Des pièces lourdes désormais imprimées en 3D chez Deutsche Bahn

L’impression 3D n’est pas nouvelle pour la Deutsche Bahn. La compagnie publique ferroviaire allemande a en effet commencé à utiliser une imprimante 3D en 2015. Depuis, elle a imprimé près de 7.000 pièces détachées. La DB est le premier opérateur a avoir effectué une certification de l’impression 3D, octroyée par le TÜV SÜD, l’un des principaux organismes de certification dans ce domaine.

Avec l’impression 3D, la DB peut produire des pièces de rechange métalliques en peu de temps, réduisant ainsi considérablement les délais de livraison. « De cette façon, nous pouvons assurer un meilleur approvisionnement en pièces détachées et rendre les véhicules à la disposition de nos passagers plus rapidement », explique Stefanie Brickwede, chef de projet pour l’impression 3D à la Deutsche Bahn. « En particulier, il s’agit de pièces associées à de longs délais de livraison ou qui ne seraient plus disponibles. »

(photo Deutsche Bahn)

De grands développements
Jusqu’à récemment, l’impression 3D semblait ne concerner que des pièces légères en plastiques. L’évolution des technologies d’impression 3D a permit de développer toute une gamme de filaments plastiques hautes performances qui présentent des caractéristiques mécaniques similaires aux métaux. Il existe plusieurs types de matériaux hautes performances qu’on distingue par famille, comme celle des polyaryléthercétones (PAEK) ou encore des polyétherimides (PEI).

Mais les choses évoluent rapidement. L’impression 3D en métal est désormais disponible. Depuis plusieurs années, la technologie du Metal binder jetting, ou injection de liant sur lit de poudre, connaît un développement important. Le procédé est aujourd’hui utilisé par les plus gros acteurs de la fabrication additive métallique. Si l’impression 3D en métal utilise aujourd’hui principalement des technologies de fusion laser sur lit de poudre ou de fusion par faisceau d’électrons, de nombreuses autres technologies sont en train d’émerger, explique le webzine Technique de l’Ingénieur.

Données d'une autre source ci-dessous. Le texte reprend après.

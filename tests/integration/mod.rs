//! Integration tests: file-based resolution, discovery, caching, and
//! naming-scheme escalation through the full pipeline.

use std::collections::BTreeMap;
use std::fs;
use std::path::Path;
use std::sync::Arc;
use std::thread;

use anyhow::Result;
use tempfile::TempDir;

use modforge::core::{ForgeError, Value};
use modforge::pipeline::{Pipeline, RecipeSource, ResolveOptions, candidate_paths};

const ZLIB: &str = r#"
name = "zlib"
version = "1.2.8"
homepage = "http://www.zlib.net/"
description = "zlib compression library"
toolchain = { name = "GCC", version = "4.8.2" }
moduleclass = "lib"
"#;

const GCC: &str = r#"
name = "GCC"
version = "4.8.2"
homepage = "http://gcc.gnu.org/"
description = "GNU Compiler Collection"
toolchain = { name = "system", version = "system" }
moduleclass = "compiler"
"#;

const HDF5: &str = r#"
name = "HDF5"
version = "1.8.13"
homepage = "http://www.hdfgroup.org/HDF5/"
description = "HDF5 data format library"
toolchain = { name = "GCC", version = "4.8.2" }
dependencies = [["zlib", "1.2.8"]]
moduleclass = "data"
"#;

/// Installs the test log subscriber; repeated calls are no-ops.
fn init_logs() {
    let _ = tracing_subscriber::fmt()
        .with_env_filter(tracing_subscriber::EnvFilter::from_default_env())
        .with_test_writer()
        .try_init();
}

fn write_recipe(dir: &Path, rel: &str, text: &str) -> Result<()> {
    let path = dir.join(rel);
    fs::create_dir_all(path.parent().unwrap())?;
    fs::write(path, text)?;
    Ok(())
}

#[test]
fn test_file_resolution_with_toolchain_dependency() -> Result<()> {
    init_logs();
    let temp = TempDir::new()?;
    let path = temp.path().join("HDF5-1.8.13-GCC-4.8.2.mf");
    fs::write(&path, HDF5)?;

    let pipeline = Pipeline::new(ResolveOptions::default());
    let resolved = pipeline.resolve(&RecipeSource::Path(path.clone()), None, true, None, false)?;
    assert_eq!(resolved.len(), 1);

    let summary = &resolved[0];
    assert_eq!(summary.spec.as_deref(), Some(path.as_path()));
    assert_eq!(summary.full_mod_name, "HDF5/1.8.13-GCC-4.8.2");
    assert_eq!(summary.short_mod_name, "HDF5/1.8.13-GCC-4.8.2");

    // declared dependency plus the toolchain as a dependency
    let names: Vec<&str> =
        summary.dependencies.iter().map(|d| d.full_mod_name.as_str()).collect();
    assert_eq!(names, vec!["zlib/1.2.8-GCC-4.8.2", "GCC/4.8.2"]);
    let toolchain_dep = summary.dependencies.last().unwrap();
    assert!(toolchain_dep.system_toolchain);
    Ok(())
}

#[test]
fn test_system_toolchain_is_not_a_dependency() -> Result<()> {
    let pipeline = Pipeline::new(ResolveOptions::default());
    let resolved =
        pipeline.resolve(&RecipeSource::Literal(GCC.to_string()), None, true, None, false)?;
    assert!(resolved[0].dependencies.is_empty());
    assert_eq!(resolved[0].full_mod_name, "GCC/4.8.2");
    Ok(())
}

#[test]
fn test_cached_resolutions_are_equal_but_independent() -> Result<()> {
    let temp = TempDir::new()?;
    let path = temp.path().join("zlib-1.2.8-GCC-4.8.2.mf");
    fs::write(&path, ZLIB)?;

    let pipeline = Pipeline::new(ResolveOptions::default());
    let source = RecipeSource::Path(path);
    let mut first = pipeline.resolve(&source, None, true, None, false)?;
    let second = pipeline.resolve(&source, None, true, None, false)?;

    assert_eq!(first[0].full_mod_name, second[0].full_mod_name);
    first[0].recipe.set("buildopts", Value::Str("-j4".into()))?;
    assert_eq!(second[0].recipe.value("buildopts")?, Value::Str("".into()));

    // a third resolution still sees the unmutated cache entry
    let third = pipeline.resolve(&source, None, true, None, false)?;
    assert_eq!(third[0].recipe.value("buildopts")?, Value::Str("".into()));
    Ok(())
}

#[test]
fn test_build_specs_bypass_the_cache() -> Result<()> {
    let pipeline = Pipeline::new(ResolveOptions::default());
    let source = RecipeSource::Literal(ZLIB.to_string());

    let mut specs = BTreeMap::new();
    specs.insert("version".to_string(), Value::Str("1.2.11".into()));
    let narrowed = pipeline.resolve(&source, Some(&specs), true, None, false)?;
    assert_eq!(narrowed[0].full_mod_name, "zlib/1.2.11-GCC-4.8.2");

    let plain = pipeline.resolve(&source, None, true, None, false)?;
    assert_eq!(plain[0].full_mod_name, "zlib/1.2.8-GCC-4.8.2");
    Ok(())
}

#[test]
fn test_concurrent_same_key_resolutions_agree() -> Result<()> {
    let temp = TempDir::new()?;
    let path = temp.path().join("zlib-1.2.8-GCC-4.8.2.mf");
    fs::write(&path, ZLIB)?;

    let pipeline = Arc::new(Pipeline::new(ResolveOptions::default()));
    let mut handles = Vec::new();
    for _ in 0..8 {
        let pipeline = Arc::clone(&pipeline);
        let source = RecipeSource::Path(path.clone());
        handles.push(thread::spawn(move || {
            pipeline.resolve(&source, None, true, None, false).map(|r| r[0].full_mod_name.clone())
        }));
    }
    for handle in handles {
        assert_eq!(handle.join().unwrap().unwrap(), "zlib/1.2.8-GCC-4.8.2");
    }
    Ok(())
}

#[test]
fn test_discovery_candidate_order() -> Result<()> {
    let temp = TempDir::new()?;
    let root = temp.path();

    // populate the *last* candidate form first, then shadow it with
    // earlier forms one by one
    write_recipe(root, "Foo-1.2.mf", "last")?;
    let options = ResolveOptions {
        search_roots: vec![root.to_path_buf()],
        ..ResolveOptions::default()
    };

    let pipeline = Pipeline::new(options.clone());
    assert_eq!(pipeline.discover_path("Foo", "1.2"), Some(root.join("Foo-1.2.mf")));

    write_recipe(root, "f/Foo/Foo-1.2.mf", "third")?;
    let pipeline = Pipeline::new(options.clone());
    assert_eq!(pipeline.discover_path("Foo", "1.2"), Some(root.join("f/Foo/Foo-1.2.mf")));

    write_recipe(root, "Foo/Foo-1.2.mf", "second")?;
    let pipeline = Pipeline::new(options.clone());
    assert_eq!(pipeline.discover_path("Foo", "1.2"), Some(root.join("Foo/Foo-1.2.mf")));

    write_recipe(root, "Foo/1.2.mf", "first")?;
    let pipeline = Pipeline::new(options);
    assert_eq!(pipeline.discover_path("Foo", "1.2"), Some(root.join("Foo/1.2.mf")));
    Ok(())
}

#[test]
fn test_discovery_miss_is_an_answer_and_hits_are_cached() -> Result<()> {
    let temp = TempDir::new()?;
    let options = ResolveOptions {
        search_roots: vec![temp.path().to_path_buf()],
        ..ResolveOptions::default()
    };
    let pipeline = Pipeline::new(options);
    assert_eq!(pipeline.discover_path("Bar", "3.0"), None);

    write_recipe(temp.path(), "Bar/3.0.mf", "found")?;
    let discovered = pipeline.discover_path("Bar", "3.0").unwrap();

    // the answer is cached by (name, version): removing the file does not
    // change it until invalidation
    fs::remove_file(&discovered)?;
    assert_eq!(pipeline.discover_path("Bar", "3.0"), Some(discovered));
    pipeline.cache().invalidate();
    assert_eq!(pipeline.discover_path("Bar", "3.0"), None);
    Ok(())
}

#[test]
fn test_candidate_paths_documented_order() {
    let paths = candidate_paths(Path::new("root"), "Foo", "1.2");
    assert_eq!(paths[0], Path::new("root/Foo/1.2.mf"));
    assert_eq!(paths[1], Path::new("root/Foo/Foo-1.2.mf"));
    assert_eq!(paths[2], Path::new("root/f/Foo/Foo-1.2.mf"));
    assert_eq!(paths[3], Path::new("root/Foo-1.2.mf"));
}

#[test]
fn test_hierarchical_scheme_escalates_to_full_recipes() -> Result<()> {
    init_logs();
    let temp = TempDir::new()?;
    let root = temp.path();
    write_recipe(root, "zlib/zlib-1.2.8-GCC-4.8.2.mf", ZLIB)?;
    write_recipe(root, "GCC/GCC-4.8.2.mf", GCC)?;

    let options = ResolveOptions {
        naming_scheme: "hierarchical".to_string(),
        search_roots: vec![root.to_path_buf()],
        ..ResolveOptions::default()
    };
    let pipeline = Pipeline::new(options);
    let resolved =
        pipeline.resolve(&RecipeSource::Literal(HDF5.to_string()), None, true, None, false)?;

    let summary = &resolved[0];
    assert_eq!(summary.full_mod_name, "Compiler/GCC/4.8.2/HDF5/1.8.13");
    assert_eq!(summary.short_mod_name, "HDF5/1.8.13");
    assert_eq!(summary.recipe.module_subdir(), "Compiler/GCC/4.8.2");

    // naming the zlib dependency record required its full recipe, found
    // through discovery; the GCC toolchain dependency lands under Core
    let names: Vec<&str> =
        summary.dependencies.iter().map(|d| d.full_mod_name.as_str()).collect();
    assert_eq!(names, vec!["Compiler/GCC/4.8.2/zlib/1.2.8", "Core/GCC/4.8.2"]);
    Ok(())
}

#[test]
fn test_hierarchical_escalation_without_recipe_fails() {
    let options = ResolveOptions {
        naming_scheme: "hierarchical".to_string(),
        ..ResolveOptions::default()
    };
    let pipeline = Pipeline::new(options);
    let err = pipeline
        .resolve(&RecipeSource::Literal(HDF5.to_string()), None, true, None, false)
        .unwrap_err();
    assert!(matches!(err, ForgeError::RecipeNotFound { ref name, .. } if name == "zlib"));
}

#[test]
fn test_multi_block_source() -> Result<()> {
    let temp = TempDir::new()?;
    let text = format!("#@block zlib{ZLIB}#@block gcc\n{GCC}");
    let path = temp.path().join("bundle.mf");
    fs::write(&path, &text)?;

    let pipeline = Pipeline::new(ResolveOptions::default());
    let resolved = pipeline.resolve(&RecipeSource::Path(path.clone()), None, true, None, false)?;
    assert_eq!(resolved.len(), 2);
    assert_eq!(resolved[0].block.as_deref(), Some("zlib"));
    assert_eq!(resolved[1].block.as_deref(), Some("gcc"));
    assert_eq!(resolved[0].original_spec.as_deref(), Some(path.as_path()));
    assert_eq!(resolved[1].full_mod_name, "GCC/4.8.2");
    Ok(())
}

#[test]
fn test_only_blocks_filter() -> Result<()> {
    let text = format!("#@block zlib{ZLIB}#@block gcc\n{GCC}");

    let options = ResolveOptions {
        only_blocks: Some(vec!["gcc".to_string()]),
        ..ResolveOptions::default()
    };
    let pipeline = Pipeline::new(options);
    let resolved =
        pipeline.resolve(&RecipeSource::Literal(text.clone()), None, true, None, false)?;
    assert_eq!(resolved.len(), 1);
    assert_eq!(resolved[0].full_mod_name, "GCC/4.8.2");

    let options = ResolveOptions {
        only_blocks: Some(vec!["nope".to_string()]),
        ..ResolveOptions::default()
    };
    let err = Pipeline::new(options)
        .resolve(&RecipeSource::Literal(text), None, true, None, false)
        .unwrap_err();
    assert!(matches!(err, ForgeError::UnknownBlock { ref name, .. } if name == "nope"));
    Ok(())
}

#[test]
fn test_hidden_request_mangles_identity() -> Result<()> {
    let pipeline = Pipeline::new(ResolveOptions::default());
    let resolved = pipeline.resolve(
        &RecipeSource::Literal(ZLIB.to_string()),
        None,
        true,
        Some(true),
        false,
    )?;
    assert_eq!(resolved[0].full_mod_name, "zlib/.1.2.8-GCC-4.8.2");
    assert!(resolved[0].hidden);
    Ok(())
}

#[test]
fn test_dump_round_trip_through_files() -> Result<()> {
    let temp = TempDir::new()?;
    let original_path = temp.path().join("HDF5-1.8.13-GCC-4.8.2.mf");
    fs::write(&original_path, HDF5)?;

    let pipeline = Pipeline::new(ResolveOptions::default());
    let original =
        pipeline.resolve(&RecipeSource::Path(original_path), None, true, None, false)?;

    let dumped_path = temp.path().join("dumped.mf");
    original[0].recipe.dump_to(&dumped_path)?;
    let reparsed = pipeline.resolve(&RecipeSource::Path(dumped_path), None, true, None, false)?;

    assert_eq!(original[0].recipe.name(), reparsed[0].recipe.name());
    assert_eq!(original[0].recipe.version(), reparsed[0].recipe.version());
    assert_eq!(original[0].full_mod_name, reparsed[0].full_mod_name);
    assert_eq!(original[0].dependencies, reparsed[0].dependencies);
    Ok(())
}

#[test]
fn test_parse_only_skips_summaries() -> Result<()> {
    let pipeline = Pipeline::new(ResolveOptions::default());
    let resolved = pipeline.resolve(
        &RecipeSource::Literal(HDF5.to_string()),
        None,
        true,
        None,
        true,
    )?;
    assert!(resolved[0].full_mod_name.is_empty());
    assert!(resolved[0].dependencies.is_empty());
    // the recipe itself is fully parsed
    assert_eq!(resolved[0].recipe.name(), "HDF5");
    Ok(())
}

Il ne faut cependant pas confondre l’impression 3D avec l’usinage, aussi sophistiquée soit-elle. La principale différence est que l’impression 3D est une forme de fabrication additive, tandis que l’usinage est soustractive. L’usinage commence toujours par un bloc de matériau (appelé ébauche) qu’elle découpe pour créer une pièce finie. Cela produit fatalement de nombreux déchets. La réduction des déchets entre parfaitement dans une politique globale écologique et l’impression 3D peut répondre à ces défis. Mais bien entendu, derrière cela il y a surtout de nombreux avantages financiers.

Aujourd’hui, le marché de la fabrication additive métallique mondial dépasse toutes les prévisions de croissance. Or ce marché intéresse fortement les chemins de fer, qui sont parmi les plus gros consommateurs de métal dans le monde industriel.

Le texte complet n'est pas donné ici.